▶ [Source data]
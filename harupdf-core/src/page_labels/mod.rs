//! Page labels for custom page numbering according to ISO 32000-1 Section 12.4.2
//!
//! Page labels let viewers display numbers that differ from the physical
//! page order, such as roman numerals for preface pages.

mod page_label;
mod page_label_tree;

pub use page_label::{PageLabel, PageNumStyle};
pub use page_label_tree::PageLabelTree;
#[derive(Error, Debug)]
pub enum PdfError {
    #[error("File processing failed: {0}")]
    Io(#[from] std::io::Error),

    #[error("Cannot open a file: {path}")]
    FileOpen {
        path: PathBuf,
        #[source]
        source: std::io::Error,
    },

    #[error("Access to {0} is outside the permitted base directory")]
    PathNotAllowed(PathBuf),

    #[error("Internal error. The consistency of the data was lost: {0}")]
    Consistency(String),

    #[error("The length of the data exceeds the maximum string length: {0} bytes")]
    BinaryLengthExceeded(usize),

    #[error("Cannot create {0} handle")]
    CannotCreate(&'static str),

    #[error("Cannot set permissions and encryption mode before a password is set")]
    EncryptDictNotFound,

    #[error("Tried to set the owner password to NULL or the owner password and user password are the same")]
    EncryptInvalidPassword,

    #[error("The length of the key of encryption is invalid: {0}")]
    InvalidEncryptKeyLen(usize),

    #[error("The depth of the stack exceeded the graphics state limit")]
    ExceedGStateLimit,

    #[error("There are no graphics-states to be restored")]
    PageCannotRestoreGState,

    #[error("Invalid graphics mode: {operator} is not allowed in {mode:?}")]
    InvalidGraphicsMode {
        operator: &'static str,
        mode: GraphicsMode,
    },

    #[error("The current font is not set")]
    PageFontNotFound,

    #[error("An invalid font-size was set: {0}")]
    PageInvalidFontSize(f32),

    #[error("The specified value is not a multiple of 90: {0}")]
    PageInvalidRotateValue(i32),

    #[error("An invalid page-size was set: {0}")]
    PageInvalidSize(f32),

    #[error("The specified value is out of range: {0}")]
    PageOutOfRange(String),

    #[error("The specified value is out of range: {0}")]
    RealOutOfRange(f64),

    #[error("The length of the specified text is too big: {0} bytes")]
    StringOutOfRange(usize),

    #[error("Insufficient space for text ({printed} bytes printed)")]
    PageInsufficientSpace { printed: usize },

    #[error("An invalid value is set: {0}")]
    InvalidParameter(String),

    #[error("The function which is invalid in the present state was invoked: {0}")]
    InvalidDocumentState(String),

    #[error("Invalid operation, cannot perform the requested action: {0}")]
    InvalidOperation(String),

    #[error("An invalid document handle is set")]
    InvalidDocument,

    #[error("An invalid page-handle was specified")]
    InvalidPage,

    #[error("An invalid font-handle was specified")]
    InvalidFont,

    #[error("An invalid image-handle was set")]
    InvalidImageHandle,

    #[error("An invalid destination handle was set")]
    InvalidDestination,

    #[error("The specified annotation handle is invalid")]
    InvalidAnnotation,

    #[error("An invalid outline-handle was specified")]
    InvalidOutline,

    #[error("An invalid encoder handle is set")]
    InvalidEncoder,

    #[error("A combination between font and encoder is wrong: {font} / {encoding}")]
    InvalidEncoderType { font: String, encoding: String },

    #[error("An invalid encoding name is specified: {0}")]
    InvalidEncodingName(String),

    #[error("A font which has the specified name is not found: {0}")]
    InvalidFontName(String),

    #[error("An invalid date-time value was set: {0}")]
    InvalidDateTime(String),

    #[error("Invalid compression mode specified: {0:#x}")]
    InvalidCompressionMode(u32),

    #[error("The color_space parameter is invalid: {0}")]
    InvalidColorSpace(String),

    #[error("Bit-per-component of a image which was set as mask-image is invalid: {0}")]
    InvalidBitsPerComponent(u8),

    #[error("Unsupported or invalid image format: {0}")]
    InvalidImage(String),

    #[error("Invalid PNG image format: {0}")]
    InvalidPngImage(String),

    #[error("Unsupported or invalid JPEG format: {0}")]
    UnsupportedJpegFormat(String),

    #[error("The library is not configured to use {0}")]
    UnsupportedFunc(&'static str),

    #[error("An invalid URI was set")]
    InvalidUri,

    #[error("An invalid border-style was set: {0}")]
    AnnotInvalidBorderStyle(String),

    #[error("Cannot recognize a header of an afm file")]
    InvalidAfmHeader,

    #[error("Cannot recognize char-matrics-data of an afm file: {0}")]
    InvalidCharMetricsData(String),

    #[error("Cannot read a postscript-name from an afm file")]
    InvalidNData,

    #[error("Cannot read a width-data from an afm file: {0}")]
    InvalidWxData(String),

    #[error("Failed to parse .PFB file: {0}")]
    UnsupportedType1Font(String),

    #[error("Invalid .TTC file format: {0}")]
    InvalidTtcFile(String),

    #[error("The index parameter exceeds the number of included fonts: {index} >= {count}")]
    InvalidTtcIndex { index: u32, count: u32 },

    #[error("This font cannot be embedded (restricted by license): {0}")]
    TtfCannotEmbedFont(String),

    #[error("Unsupported or invalid ttf format (cannot find unicode cmap)")]
    TtfInvalidCmap,

    #[error("Unsupported or invalid ttf format: {0}")]
    TtfInvalidFormat(String),

    #[error("Unsupported or invalid ttf format (cannot find a necessary table): {0}")]
    TtfMissingTable(String),

    #[error("An error has occurred while executing a function of Zlib: {0}")]
    CompressionError(String),
}
use tracing::debug;

use crate::document::{Document, Security};
use crate::encryption::{EncryptMode, Permissions, StandardSecurityHandler};
use crate::error::{PdfError, Result};

impl Document {
    /// Enables RC4 encryption with revision 2, a 40-bit key and every
    /// permission granted.
    ///
    /// The owner password must be non-empty and differ from the user
    /// password. Setting a password again replaces the previous one and
    /// resets permissions and mode.
    pub fn set_password(&mut self, owner: &str, user: &str) -> Result<()> {
        let handler = StandardSecurityHandler::new(owner.as_bytes(), user.as_bytes())?;
        let id = match &self.security {
            Some(security) => security.id,
            None => self.registry.allocate(),
        };
        debug!(user_password = !user.is_empty(), "encryption enabled");
        self.security = Some(Security { handler, id });
        Ok(())
    }

    pub fn set_permission(&mut self, permissions: Permissions) -> Result<()> {
        let security = self.security.as_mut().ok_or(PdfError::EncryptDictNotFound)?;
        security.handler.set_permissions(permissions);
        Ok(())
    }

    /// R2 always uses a 5-byte key; R3 takes `key_len` of 5 to 16 bytes.
    pub fn set_encryption_mode(&mut self, mode: EncryptMode, key_len: usize) -> Result<()> {
        let security = self.security.as_mut().ok_or(PdfError::EncryptDictNotFound)?;
        security.handler.set_mode(mode, key_len)?;
        debug!(?mode, key_len = security.handler.key_len(), "encryption mode set");
        Ok(())
    }

    pub fn is_encrypted(&self) -> bool {
        self.security.is_some()
    }
}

▶ [Activity]
The expected result is an exact transcription of the lines from the one containing "security.handler.set_permissions(permissions);" through the end of the records above; please include both ends.

▶ [Answer space]
        security.handler.set_permissions(permissions);
        Ok(())
    }

    /// R2 always uses a 5-byte key; R3 takes `key_len` of 5 to 16 bytes.
    pub fn set_encryption_mode(&mut self, mode: EncryptMode, key_len: usize) -> Result<()> {
        let security = self.security.as_mut().ok_or(PdfError::EncryptDictNotFound)?;
        security.handler.set_mode(mode, key_len)?;
        debug!(?mode, key_len = security.handler.key_len(), "encryption mode set");
        Ok(())
    }

    pub fn is_encrypted(&self) -> bool {
        self.security.is_some()
    }
}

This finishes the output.